_TASK DIRECTIONS_
Begin at the line below that has "outside [-80, 84]." and stop after the line that has "pub struct RingErrors: u8". Please restate only those lines, word for word.

_ENTRIES SHOWN_

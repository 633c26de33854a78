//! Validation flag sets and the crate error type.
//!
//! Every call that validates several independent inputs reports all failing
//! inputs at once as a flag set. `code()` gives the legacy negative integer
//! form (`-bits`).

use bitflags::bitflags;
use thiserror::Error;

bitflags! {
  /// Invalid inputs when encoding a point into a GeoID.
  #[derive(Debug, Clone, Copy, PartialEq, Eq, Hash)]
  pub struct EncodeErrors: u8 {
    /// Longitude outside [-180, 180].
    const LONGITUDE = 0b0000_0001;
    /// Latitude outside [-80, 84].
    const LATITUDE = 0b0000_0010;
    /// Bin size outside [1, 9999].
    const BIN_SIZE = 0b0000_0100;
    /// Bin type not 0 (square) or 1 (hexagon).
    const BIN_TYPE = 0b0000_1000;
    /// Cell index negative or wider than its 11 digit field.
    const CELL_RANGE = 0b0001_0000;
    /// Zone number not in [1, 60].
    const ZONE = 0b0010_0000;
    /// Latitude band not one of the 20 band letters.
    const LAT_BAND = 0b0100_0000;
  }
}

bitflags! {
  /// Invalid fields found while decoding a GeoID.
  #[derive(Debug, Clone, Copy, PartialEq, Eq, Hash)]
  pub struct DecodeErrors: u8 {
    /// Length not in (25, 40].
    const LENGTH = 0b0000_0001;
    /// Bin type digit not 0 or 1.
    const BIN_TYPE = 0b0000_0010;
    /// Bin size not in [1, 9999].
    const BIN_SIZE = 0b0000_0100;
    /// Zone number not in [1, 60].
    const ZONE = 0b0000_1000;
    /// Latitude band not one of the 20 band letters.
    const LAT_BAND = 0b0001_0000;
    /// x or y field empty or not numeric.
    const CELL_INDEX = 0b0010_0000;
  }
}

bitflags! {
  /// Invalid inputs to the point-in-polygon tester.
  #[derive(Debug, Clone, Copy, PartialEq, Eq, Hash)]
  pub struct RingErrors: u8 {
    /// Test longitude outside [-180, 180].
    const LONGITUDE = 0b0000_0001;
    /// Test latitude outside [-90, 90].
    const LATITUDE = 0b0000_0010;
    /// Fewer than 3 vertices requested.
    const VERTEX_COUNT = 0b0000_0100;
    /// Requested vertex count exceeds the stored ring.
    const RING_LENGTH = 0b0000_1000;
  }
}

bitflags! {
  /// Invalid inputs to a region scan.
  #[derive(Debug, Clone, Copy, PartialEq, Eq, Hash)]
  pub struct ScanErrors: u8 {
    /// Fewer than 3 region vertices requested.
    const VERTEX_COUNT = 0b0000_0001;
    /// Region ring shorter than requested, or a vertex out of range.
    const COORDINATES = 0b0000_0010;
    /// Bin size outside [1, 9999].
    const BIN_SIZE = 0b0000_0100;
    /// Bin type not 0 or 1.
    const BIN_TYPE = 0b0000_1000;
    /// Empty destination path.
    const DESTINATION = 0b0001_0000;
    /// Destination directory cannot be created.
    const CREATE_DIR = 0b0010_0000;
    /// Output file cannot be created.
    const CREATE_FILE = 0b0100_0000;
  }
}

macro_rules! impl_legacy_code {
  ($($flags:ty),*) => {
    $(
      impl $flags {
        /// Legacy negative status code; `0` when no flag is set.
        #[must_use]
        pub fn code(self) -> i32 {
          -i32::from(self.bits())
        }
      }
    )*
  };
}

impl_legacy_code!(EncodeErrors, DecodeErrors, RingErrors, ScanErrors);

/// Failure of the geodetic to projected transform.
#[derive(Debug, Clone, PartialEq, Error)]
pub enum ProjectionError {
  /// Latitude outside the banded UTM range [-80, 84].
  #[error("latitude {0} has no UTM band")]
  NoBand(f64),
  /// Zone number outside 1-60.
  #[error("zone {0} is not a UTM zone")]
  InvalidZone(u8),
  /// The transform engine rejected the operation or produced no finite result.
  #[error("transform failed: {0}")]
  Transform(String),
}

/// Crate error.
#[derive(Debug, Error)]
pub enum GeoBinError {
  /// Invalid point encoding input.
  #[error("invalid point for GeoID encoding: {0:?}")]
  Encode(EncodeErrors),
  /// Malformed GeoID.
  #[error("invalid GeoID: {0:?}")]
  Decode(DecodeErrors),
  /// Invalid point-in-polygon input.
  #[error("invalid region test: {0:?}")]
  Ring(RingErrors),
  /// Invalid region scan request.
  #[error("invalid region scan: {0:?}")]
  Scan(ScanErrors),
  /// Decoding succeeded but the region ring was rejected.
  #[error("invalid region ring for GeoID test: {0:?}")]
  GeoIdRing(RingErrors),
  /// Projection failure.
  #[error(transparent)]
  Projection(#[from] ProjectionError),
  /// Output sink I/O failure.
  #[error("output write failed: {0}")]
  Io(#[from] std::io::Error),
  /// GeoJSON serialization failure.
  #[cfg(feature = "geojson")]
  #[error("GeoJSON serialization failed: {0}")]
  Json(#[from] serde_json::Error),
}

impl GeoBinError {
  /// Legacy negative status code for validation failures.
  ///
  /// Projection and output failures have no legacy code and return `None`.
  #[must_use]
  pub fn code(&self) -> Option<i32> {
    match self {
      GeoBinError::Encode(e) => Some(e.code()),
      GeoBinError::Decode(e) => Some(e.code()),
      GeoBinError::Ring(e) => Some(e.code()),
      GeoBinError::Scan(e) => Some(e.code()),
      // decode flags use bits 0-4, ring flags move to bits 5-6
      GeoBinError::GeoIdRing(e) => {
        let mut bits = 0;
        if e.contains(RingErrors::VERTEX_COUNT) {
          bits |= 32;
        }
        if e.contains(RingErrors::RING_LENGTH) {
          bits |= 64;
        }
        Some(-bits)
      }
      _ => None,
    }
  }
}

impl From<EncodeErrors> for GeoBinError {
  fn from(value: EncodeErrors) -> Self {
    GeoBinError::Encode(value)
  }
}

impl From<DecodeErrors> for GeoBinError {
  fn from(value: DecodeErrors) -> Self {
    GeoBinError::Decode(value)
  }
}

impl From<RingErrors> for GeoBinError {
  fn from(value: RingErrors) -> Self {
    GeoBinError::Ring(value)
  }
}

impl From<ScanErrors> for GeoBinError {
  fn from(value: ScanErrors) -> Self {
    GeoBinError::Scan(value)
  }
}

--

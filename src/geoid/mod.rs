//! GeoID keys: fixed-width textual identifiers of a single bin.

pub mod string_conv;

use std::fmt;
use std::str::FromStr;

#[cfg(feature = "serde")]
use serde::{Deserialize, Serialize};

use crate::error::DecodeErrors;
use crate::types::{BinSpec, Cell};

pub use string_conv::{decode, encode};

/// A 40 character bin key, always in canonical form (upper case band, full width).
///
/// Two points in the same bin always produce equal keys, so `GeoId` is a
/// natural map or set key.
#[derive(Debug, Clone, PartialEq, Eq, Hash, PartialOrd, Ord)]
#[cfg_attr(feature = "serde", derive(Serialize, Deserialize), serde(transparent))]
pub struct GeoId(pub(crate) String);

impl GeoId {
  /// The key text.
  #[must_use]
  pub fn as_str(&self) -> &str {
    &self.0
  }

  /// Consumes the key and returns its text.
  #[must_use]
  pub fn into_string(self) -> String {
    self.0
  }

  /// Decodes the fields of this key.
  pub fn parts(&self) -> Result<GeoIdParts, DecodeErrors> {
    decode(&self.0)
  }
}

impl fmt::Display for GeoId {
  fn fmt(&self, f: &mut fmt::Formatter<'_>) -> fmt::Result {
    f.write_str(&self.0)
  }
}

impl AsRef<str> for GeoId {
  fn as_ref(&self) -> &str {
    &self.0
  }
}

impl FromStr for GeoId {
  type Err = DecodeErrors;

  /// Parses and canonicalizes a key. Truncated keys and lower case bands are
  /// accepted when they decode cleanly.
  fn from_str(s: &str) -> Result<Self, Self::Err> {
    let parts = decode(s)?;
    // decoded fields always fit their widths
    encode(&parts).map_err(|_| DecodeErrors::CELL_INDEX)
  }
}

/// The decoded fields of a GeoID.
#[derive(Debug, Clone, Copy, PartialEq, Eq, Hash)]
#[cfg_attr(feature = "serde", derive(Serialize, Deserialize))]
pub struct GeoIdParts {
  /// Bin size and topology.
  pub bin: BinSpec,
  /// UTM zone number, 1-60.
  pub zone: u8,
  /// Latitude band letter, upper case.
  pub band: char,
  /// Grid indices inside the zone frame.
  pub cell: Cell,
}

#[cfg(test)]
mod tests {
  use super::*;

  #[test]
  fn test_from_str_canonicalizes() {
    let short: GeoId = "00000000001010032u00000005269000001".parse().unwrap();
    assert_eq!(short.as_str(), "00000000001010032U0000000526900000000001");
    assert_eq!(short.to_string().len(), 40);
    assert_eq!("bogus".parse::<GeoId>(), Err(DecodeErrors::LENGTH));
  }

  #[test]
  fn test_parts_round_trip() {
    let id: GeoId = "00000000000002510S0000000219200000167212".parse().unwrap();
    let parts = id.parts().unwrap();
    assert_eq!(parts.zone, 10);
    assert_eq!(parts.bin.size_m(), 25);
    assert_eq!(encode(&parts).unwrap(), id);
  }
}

_RESPONSE TO THIS TASK_
    /// Latitude outside [-80, 84].
    const LATITUDE = 0b0000_0010;
    /// Bin size outside [1, 9999].
    const BIN_SIZE = 0b0000_0100;
    /// Bin type not 0 (square) or 1 (hexagon).
    const BIN_TYPE = 0b0000_1000;
    /// Cell index negative or wider than its 11 digit field.
    const CELL_RANGE = 0b0001_0000;
    /// Zone number not in [1, 60].
    const ZONE = 0b0010_0000;
    /// Latitude band not one of the 20 band letters.
    const LAT_BAND = 0b0100_0000;
  }
}

bitflags! {
  /// Invalid fields found while decoding a GeoID.
  #[derive(Debug, Clone, Copy, PartialEq, Eq, Hash)]
  pub struct DecodeErrors: u8 {
    /// Length not in (25, 40].
    const LENGTH = 0b0000_0001;
    /// Bin type digit not 0 or 1.
    const BIN_TYPE = 0b0000_0010;
    /// Bin size not in [1, 9999].
    const BIN_SIZE = 0b0000_0100;
    /// Zone number not in [1, 60].
    const ZONE = 0b0000_1000;
    /// Latitude band not one of the 20 band letters.
    const LAT_BAND = 0b0001_0000;
    /// x or y field empty or not numeric.
    const CELL_INDEX = 0b0010_0000;
  }
}

bitflags! {
  /// Invalid inputs to the point-in-polygon tester.
  #[derive(Debug, Clone, Copy, PartialEq, Eq, Hash)]
  pub struct RingErrors: u8 {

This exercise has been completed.